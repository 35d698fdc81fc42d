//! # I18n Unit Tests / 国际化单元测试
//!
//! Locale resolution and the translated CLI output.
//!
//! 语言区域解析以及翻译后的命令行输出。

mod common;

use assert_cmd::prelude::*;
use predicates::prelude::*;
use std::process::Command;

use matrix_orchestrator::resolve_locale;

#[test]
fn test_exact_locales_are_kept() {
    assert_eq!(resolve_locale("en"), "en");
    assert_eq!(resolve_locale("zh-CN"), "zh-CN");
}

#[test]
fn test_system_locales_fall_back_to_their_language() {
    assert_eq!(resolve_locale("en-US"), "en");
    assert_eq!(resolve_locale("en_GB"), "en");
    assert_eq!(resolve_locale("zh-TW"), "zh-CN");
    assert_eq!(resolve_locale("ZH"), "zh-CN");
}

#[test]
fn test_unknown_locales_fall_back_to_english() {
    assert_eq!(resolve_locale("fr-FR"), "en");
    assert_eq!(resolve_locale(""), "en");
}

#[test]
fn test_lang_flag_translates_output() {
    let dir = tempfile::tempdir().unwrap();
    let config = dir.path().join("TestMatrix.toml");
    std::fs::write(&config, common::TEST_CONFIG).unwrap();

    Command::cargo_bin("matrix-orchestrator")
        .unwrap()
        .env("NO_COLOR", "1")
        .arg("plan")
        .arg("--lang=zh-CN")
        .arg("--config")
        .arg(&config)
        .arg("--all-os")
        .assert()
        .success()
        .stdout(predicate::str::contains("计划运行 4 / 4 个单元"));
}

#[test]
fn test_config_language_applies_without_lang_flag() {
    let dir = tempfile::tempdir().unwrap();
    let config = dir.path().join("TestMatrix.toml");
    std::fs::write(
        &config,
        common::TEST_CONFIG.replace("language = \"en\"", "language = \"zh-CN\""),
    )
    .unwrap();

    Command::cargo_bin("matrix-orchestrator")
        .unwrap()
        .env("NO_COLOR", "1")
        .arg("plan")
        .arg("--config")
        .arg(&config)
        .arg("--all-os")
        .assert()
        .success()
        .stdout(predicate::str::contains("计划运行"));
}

==============================

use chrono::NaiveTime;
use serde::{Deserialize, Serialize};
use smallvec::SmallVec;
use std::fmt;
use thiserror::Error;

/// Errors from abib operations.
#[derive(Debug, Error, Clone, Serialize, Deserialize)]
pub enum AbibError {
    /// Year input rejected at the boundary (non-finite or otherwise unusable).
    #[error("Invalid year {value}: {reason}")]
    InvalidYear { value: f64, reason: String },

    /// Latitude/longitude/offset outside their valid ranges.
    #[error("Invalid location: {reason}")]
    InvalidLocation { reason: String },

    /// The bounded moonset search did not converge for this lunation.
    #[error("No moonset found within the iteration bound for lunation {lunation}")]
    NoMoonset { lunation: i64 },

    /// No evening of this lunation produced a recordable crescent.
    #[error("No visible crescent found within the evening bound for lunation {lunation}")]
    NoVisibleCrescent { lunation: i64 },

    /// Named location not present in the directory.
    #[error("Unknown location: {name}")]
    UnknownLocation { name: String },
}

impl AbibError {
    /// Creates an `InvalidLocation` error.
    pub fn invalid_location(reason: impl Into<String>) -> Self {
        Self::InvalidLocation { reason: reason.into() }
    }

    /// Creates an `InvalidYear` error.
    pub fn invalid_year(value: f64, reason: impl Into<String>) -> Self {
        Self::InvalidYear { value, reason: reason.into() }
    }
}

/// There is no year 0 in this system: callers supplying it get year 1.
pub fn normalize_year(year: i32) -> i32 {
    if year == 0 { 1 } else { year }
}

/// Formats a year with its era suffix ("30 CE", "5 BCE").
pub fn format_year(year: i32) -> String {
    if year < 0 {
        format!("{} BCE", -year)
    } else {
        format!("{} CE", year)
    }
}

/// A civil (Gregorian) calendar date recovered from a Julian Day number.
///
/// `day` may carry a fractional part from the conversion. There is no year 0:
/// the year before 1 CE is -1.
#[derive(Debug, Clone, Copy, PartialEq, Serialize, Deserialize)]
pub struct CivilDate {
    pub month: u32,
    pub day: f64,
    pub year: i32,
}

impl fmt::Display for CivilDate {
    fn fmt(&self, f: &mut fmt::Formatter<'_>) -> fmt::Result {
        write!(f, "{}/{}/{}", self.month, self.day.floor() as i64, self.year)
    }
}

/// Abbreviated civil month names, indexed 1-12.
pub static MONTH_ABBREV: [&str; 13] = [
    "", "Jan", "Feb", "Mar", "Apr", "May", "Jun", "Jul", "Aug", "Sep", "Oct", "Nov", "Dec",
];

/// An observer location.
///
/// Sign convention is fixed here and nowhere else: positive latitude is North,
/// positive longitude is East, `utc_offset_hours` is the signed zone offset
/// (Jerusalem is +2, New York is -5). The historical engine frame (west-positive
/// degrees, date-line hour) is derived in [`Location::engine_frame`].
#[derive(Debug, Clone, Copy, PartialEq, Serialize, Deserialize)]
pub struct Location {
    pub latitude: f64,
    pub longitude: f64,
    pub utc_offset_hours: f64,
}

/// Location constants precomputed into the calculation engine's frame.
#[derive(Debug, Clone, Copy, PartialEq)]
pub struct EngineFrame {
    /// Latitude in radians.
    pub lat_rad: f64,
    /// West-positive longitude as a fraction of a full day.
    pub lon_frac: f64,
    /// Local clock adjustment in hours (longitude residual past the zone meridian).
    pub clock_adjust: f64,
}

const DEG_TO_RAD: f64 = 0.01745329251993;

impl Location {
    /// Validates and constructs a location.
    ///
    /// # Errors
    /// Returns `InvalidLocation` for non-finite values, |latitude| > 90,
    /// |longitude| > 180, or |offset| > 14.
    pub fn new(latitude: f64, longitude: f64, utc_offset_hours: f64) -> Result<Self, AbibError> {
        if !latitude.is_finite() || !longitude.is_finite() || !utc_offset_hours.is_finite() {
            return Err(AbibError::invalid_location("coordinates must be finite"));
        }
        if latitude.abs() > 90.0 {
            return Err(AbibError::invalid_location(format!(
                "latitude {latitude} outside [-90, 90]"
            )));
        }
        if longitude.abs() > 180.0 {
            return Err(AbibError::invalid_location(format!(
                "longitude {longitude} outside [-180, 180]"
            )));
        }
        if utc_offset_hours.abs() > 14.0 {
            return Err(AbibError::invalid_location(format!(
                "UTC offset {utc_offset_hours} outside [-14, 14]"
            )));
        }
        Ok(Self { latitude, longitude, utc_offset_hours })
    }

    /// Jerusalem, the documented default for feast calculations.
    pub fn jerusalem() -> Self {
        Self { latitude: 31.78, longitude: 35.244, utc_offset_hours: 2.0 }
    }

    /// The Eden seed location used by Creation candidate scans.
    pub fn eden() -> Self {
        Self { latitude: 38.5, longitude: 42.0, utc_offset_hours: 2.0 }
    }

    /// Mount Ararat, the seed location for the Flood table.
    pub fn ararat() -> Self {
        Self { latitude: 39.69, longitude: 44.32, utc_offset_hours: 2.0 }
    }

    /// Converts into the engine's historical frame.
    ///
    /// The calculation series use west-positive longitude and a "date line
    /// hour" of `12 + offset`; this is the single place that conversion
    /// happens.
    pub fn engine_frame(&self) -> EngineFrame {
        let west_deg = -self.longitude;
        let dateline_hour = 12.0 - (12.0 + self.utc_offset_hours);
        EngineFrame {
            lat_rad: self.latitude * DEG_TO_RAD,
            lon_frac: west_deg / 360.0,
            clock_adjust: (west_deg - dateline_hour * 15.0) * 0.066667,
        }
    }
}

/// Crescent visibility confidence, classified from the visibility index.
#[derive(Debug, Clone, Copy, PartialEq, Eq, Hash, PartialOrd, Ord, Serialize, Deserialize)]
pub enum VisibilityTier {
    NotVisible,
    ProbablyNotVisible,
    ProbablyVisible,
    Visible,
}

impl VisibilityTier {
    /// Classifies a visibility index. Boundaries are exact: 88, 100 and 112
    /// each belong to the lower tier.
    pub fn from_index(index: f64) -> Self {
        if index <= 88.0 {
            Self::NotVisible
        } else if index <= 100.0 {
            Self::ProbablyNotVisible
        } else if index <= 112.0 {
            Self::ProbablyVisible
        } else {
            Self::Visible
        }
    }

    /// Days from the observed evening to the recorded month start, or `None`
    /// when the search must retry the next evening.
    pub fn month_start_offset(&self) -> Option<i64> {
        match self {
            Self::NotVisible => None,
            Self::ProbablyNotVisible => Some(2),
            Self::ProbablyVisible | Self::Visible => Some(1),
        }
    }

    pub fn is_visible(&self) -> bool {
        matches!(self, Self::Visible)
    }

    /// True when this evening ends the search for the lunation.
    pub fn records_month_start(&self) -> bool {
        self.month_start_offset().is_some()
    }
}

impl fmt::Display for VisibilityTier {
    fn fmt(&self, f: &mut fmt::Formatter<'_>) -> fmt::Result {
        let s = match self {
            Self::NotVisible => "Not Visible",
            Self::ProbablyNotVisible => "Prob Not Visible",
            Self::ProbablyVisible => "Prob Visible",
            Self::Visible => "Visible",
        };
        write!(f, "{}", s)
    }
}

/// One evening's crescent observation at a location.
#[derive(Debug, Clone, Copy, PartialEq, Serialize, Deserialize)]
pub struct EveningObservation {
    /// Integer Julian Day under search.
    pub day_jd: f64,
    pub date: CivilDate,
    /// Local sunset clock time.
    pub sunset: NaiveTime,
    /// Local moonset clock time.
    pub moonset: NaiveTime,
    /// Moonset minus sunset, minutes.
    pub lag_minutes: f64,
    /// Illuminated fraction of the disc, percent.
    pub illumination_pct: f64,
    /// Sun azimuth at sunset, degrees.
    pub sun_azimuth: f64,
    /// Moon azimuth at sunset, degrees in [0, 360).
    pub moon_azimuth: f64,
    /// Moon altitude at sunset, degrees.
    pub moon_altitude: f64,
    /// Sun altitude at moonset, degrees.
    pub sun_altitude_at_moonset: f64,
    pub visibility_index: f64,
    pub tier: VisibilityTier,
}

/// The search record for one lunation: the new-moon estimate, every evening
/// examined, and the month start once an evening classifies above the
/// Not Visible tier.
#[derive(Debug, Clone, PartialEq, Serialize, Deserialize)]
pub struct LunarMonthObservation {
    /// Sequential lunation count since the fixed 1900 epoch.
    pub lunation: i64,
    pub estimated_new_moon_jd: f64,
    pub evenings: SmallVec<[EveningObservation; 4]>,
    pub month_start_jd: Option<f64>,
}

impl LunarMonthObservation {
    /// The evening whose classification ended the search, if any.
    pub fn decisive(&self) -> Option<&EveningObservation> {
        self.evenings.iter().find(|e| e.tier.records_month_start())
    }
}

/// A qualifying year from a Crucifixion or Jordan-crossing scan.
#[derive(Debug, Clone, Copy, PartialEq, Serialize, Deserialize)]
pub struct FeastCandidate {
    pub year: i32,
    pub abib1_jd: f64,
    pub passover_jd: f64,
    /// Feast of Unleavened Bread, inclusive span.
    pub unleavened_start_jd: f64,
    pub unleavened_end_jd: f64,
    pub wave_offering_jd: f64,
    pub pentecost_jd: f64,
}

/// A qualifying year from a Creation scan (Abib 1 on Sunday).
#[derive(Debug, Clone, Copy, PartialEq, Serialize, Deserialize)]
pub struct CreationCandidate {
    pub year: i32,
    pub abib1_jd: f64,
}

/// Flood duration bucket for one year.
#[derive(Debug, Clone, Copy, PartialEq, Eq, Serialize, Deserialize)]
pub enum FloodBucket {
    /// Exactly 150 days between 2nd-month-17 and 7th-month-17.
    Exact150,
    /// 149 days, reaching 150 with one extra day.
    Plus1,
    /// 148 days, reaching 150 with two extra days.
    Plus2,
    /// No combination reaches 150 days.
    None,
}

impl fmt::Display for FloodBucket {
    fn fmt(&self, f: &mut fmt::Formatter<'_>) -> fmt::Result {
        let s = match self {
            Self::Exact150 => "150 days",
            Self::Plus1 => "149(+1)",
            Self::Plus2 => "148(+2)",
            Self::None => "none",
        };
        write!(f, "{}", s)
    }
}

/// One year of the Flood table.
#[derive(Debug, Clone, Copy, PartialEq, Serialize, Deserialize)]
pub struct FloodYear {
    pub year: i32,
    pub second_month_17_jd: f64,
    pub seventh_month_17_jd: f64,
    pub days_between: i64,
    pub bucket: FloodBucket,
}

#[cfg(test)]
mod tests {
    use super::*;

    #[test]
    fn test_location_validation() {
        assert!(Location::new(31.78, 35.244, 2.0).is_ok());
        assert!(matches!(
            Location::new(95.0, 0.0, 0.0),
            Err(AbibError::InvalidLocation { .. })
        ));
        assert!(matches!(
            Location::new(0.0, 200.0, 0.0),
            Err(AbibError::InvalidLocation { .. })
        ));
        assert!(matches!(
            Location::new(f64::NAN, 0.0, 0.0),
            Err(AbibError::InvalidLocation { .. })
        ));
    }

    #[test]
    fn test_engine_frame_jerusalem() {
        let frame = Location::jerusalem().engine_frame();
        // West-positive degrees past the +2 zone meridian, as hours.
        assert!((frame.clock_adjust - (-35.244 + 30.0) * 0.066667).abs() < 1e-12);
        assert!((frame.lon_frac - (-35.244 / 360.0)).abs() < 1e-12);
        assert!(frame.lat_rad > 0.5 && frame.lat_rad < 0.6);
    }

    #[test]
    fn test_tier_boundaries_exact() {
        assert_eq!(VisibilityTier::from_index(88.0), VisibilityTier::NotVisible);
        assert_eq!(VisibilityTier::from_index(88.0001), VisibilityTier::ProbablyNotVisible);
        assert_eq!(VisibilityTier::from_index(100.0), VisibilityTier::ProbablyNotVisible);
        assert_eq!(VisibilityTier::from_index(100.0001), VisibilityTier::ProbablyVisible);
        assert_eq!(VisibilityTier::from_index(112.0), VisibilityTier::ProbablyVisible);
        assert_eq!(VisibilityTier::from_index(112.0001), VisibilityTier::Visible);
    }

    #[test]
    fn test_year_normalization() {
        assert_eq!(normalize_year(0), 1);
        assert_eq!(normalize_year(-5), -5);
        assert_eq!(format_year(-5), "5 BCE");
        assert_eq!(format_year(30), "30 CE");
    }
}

==============================

→ Problem statement: Locate the word "evenings" in the entries, and copy every line where it is found.

→ Task response:
    pub evenings: SmallVec<[EveningObservation; 4]>,
        self.evenings.iter().find(|e| e.tier.records_month_start())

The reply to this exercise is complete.